[ASSIGNED TASK]: Among the records that follow, set down only the lines from the one containing "that cycles them." to the one containing "pub mod types;", both included, exactly.

_ _ _ _ _ _ _

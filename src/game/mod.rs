//! Lucky 7 round engine
//!
//! Rounds, wagers, balances and the controller that cycles them.

pub mod clock;
pub mod controller;
pub mod dice;
pub mod leaderboard;
pub mod ledger;
pub mod memory_store;
pub mod rocks_store;
pub mod settlement;
pub mod store;
pub mod streak;
pub mod types;

pub use clock::{Clock, ManualClock, SystemClock};
pub use controller::{ResolutionReport, RoundController, RoundControllerBuilder};
pub use dice::{DiceRoller, RandomDice, ScriptedDice};
pub use ledger::TokenLedger;
pub use memory_store::MemoryStore;
pub use rocks_store::RocksStore;
pub use store::{AccountStore, GameStore, RoundStore, WagerStore};
pub use types::*;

_ _ _ _ _ _ _

[EXPECTED ANSWER]:
//! Rounds, wagers, balances and the controller that cycles them.

pub mod clock;
pub mod controller;
pub mod dice;
pub mod leaderboard;
pub mod ledger;
pub mod memory_store;
pub mod rocks_store;
pub mod settlement;
pub mod store;
pub mod streak;
pub mod types;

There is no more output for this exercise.